*YOUR TASK*
Filter the entries and keep only the lines where the string "there" appears.

*RECORD SET*
• • • •
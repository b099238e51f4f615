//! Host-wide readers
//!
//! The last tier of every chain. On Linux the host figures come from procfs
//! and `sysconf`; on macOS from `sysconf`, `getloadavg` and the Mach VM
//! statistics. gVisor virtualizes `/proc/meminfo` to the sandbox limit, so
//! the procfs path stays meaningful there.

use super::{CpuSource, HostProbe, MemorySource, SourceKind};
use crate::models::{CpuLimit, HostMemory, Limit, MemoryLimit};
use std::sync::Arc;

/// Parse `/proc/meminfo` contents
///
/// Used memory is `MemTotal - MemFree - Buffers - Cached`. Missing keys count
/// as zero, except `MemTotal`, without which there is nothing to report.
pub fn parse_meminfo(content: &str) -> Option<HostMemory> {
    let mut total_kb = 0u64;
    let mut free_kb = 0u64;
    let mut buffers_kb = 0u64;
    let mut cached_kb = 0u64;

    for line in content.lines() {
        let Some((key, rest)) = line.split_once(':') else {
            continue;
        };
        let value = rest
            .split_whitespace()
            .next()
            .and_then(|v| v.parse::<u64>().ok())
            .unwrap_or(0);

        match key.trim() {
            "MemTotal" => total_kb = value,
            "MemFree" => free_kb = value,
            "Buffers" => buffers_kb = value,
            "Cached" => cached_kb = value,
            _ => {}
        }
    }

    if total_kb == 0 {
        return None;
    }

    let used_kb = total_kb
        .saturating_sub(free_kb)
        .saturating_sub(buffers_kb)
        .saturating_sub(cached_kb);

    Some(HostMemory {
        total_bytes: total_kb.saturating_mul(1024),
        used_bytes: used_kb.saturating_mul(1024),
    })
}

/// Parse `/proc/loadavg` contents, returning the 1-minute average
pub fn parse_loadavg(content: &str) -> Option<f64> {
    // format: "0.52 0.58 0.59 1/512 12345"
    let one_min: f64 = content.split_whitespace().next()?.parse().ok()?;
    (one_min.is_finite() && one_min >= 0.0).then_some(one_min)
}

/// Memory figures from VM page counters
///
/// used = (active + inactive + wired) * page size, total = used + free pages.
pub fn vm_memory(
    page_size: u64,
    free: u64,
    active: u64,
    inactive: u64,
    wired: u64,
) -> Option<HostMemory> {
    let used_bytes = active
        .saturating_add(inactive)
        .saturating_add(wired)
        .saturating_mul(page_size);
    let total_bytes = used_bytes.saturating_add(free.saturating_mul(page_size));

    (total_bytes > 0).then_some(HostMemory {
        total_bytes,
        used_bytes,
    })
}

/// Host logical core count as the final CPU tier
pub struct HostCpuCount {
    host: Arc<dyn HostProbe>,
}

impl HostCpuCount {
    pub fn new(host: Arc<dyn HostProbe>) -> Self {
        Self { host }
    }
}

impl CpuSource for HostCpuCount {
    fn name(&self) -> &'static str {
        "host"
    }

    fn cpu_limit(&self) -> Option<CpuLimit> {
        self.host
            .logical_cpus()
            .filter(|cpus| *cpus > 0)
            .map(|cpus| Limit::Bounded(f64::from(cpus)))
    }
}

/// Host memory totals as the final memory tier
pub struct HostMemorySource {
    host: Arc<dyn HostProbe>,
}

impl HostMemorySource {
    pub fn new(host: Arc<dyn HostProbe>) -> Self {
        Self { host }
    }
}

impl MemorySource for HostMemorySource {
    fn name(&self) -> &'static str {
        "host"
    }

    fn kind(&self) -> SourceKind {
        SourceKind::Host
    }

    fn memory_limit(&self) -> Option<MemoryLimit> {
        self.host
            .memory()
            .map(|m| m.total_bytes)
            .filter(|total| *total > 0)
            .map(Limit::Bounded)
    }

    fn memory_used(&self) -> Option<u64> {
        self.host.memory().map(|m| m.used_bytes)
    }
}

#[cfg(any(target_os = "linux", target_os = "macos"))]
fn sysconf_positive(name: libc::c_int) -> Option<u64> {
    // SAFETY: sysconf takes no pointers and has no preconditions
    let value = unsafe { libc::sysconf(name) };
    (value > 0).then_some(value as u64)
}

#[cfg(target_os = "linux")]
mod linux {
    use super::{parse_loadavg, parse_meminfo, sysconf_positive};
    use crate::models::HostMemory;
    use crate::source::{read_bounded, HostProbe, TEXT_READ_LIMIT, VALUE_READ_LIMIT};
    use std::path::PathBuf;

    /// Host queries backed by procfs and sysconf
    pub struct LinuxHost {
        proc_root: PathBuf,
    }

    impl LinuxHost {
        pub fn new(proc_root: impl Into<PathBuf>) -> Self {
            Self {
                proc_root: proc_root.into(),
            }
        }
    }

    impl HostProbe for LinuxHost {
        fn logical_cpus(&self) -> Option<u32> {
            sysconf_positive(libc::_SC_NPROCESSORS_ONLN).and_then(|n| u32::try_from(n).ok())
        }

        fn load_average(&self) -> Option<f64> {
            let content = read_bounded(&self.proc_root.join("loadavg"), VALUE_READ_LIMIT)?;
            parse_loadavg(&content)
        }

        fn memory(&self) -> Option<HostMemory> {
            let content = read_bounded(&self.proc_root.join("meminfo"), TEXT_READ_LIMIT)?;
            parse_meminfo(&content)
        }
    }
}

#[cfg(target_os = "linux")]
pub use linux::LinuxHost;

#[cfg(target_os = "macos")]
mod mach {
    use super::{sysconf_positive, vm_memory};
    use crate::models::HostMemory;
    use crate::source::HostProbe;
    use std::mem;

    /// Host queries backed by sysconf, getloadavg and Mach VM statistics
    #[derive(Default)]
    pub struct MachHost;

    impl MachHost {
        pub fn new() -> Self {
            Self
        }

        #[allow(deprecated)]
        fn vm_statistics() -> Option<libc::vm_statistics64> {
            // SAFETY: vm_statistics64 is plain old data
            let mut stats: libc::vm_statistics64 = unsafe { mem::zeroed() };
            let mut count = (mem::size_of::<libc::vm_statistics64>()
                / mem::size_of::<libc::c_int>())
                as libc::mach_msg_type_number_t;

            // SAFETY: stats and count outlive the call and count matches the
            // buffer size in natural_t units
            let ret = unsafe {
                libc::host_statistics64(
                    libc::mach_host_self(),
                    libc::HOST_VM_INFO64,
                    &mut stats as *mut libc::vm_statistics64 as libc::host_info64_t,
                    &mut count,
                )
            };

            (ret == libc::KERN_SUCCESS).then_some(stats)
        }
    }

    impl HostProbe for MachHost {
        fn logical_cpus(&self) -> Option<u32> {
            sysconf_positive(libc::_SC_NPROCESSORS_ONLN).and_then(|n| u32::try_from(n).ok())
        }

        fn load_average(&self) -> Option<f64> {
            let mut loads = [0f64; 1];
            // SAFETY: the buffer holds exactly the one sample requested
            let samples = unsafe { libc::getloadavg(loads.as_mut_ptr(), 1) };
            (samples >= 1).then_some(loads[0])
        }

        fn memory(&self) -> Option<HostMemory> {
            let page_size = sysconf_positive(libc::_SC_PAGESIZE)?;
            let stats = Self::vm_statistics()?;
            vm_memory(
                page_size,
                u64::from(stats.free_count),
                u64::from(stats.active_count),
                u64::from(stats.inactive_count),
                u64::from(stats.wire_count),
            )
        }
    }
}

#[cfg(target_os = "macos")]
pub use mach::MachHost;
• • • •
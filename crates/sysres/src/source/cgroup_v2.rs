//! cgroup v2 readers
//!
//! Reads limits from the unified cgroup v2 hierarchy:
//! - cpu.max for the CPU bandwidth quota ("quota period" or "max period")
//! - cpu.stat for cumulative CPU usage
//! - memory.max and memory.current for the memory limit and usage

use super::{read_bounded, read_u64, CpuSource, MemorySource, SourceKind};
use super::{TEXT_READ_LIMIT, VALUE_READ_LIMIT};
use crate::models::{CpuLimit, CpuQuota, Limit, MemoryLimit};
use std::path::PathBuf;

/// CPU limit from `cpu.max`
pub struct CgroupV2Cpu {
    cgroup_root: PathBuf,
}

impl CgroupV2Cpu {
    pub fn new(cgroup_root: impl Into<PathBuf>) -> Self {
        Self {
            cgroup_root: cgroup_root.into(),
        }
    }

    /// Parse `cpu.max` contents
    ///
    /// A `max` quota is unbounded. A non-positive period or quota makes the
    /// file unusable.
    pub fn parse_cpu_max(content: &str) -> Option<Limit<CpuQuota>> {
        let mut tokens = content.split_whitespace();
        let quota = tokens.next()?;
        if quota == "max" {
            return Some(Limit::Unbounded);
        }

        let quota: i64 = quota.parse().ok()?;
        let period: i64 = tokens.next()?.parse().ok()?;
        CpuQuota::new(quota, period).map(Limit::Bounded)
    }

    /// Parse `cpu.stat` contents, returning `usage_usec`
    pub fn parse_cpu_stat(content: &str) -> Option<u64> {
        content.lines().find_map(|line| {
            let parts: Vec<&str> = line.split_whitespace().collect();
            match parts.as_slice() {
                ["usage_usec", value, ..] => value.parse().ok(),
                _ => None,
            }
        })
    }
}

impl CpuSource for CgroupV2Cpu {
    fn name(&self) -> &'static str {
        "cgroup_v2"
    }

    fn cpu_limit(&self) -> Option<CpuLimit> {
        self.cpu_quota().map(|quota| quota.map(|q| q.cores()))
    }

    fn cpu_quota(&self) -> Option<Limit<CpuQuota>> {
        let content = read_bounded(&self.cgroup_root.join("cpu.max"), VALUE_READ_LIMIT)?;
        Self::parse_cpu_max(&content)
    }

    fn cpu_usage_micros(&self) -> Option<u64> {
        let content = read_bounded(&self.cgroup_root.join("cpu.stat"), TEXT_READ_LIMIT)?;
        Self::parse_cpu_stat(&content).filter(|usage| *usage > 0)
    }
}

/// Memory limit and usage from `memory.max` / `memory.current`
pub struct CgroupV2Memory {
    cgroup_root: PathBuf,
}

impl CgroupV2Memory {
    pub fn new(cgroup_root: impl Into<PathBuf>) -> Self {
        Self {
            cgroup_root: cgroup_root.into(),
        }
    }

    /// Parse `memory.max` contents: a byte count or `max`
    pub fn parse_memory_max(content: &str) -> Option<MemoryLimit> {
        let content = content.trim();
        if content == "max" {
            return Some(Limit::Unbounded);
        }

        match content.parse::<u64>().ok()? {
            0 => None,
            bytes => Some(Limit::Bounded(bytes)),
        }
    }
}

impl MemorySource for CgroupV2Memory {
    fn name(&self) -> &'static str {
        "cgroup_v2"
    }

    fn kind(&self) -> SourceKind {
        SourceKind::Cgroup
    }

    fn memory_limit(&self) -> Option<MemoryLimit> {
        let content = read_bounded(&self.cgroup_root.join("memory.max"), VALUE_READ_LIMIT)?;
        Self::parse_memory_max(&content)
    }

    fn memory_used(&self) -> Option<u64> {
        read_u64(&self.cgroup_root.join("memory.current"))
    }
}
• • • •
*SOLUTION TO THIS PROBLEM*
//! the procfs path stays meaningful there.
/// as zero, except `MemTotal`, without which there is nothing to report.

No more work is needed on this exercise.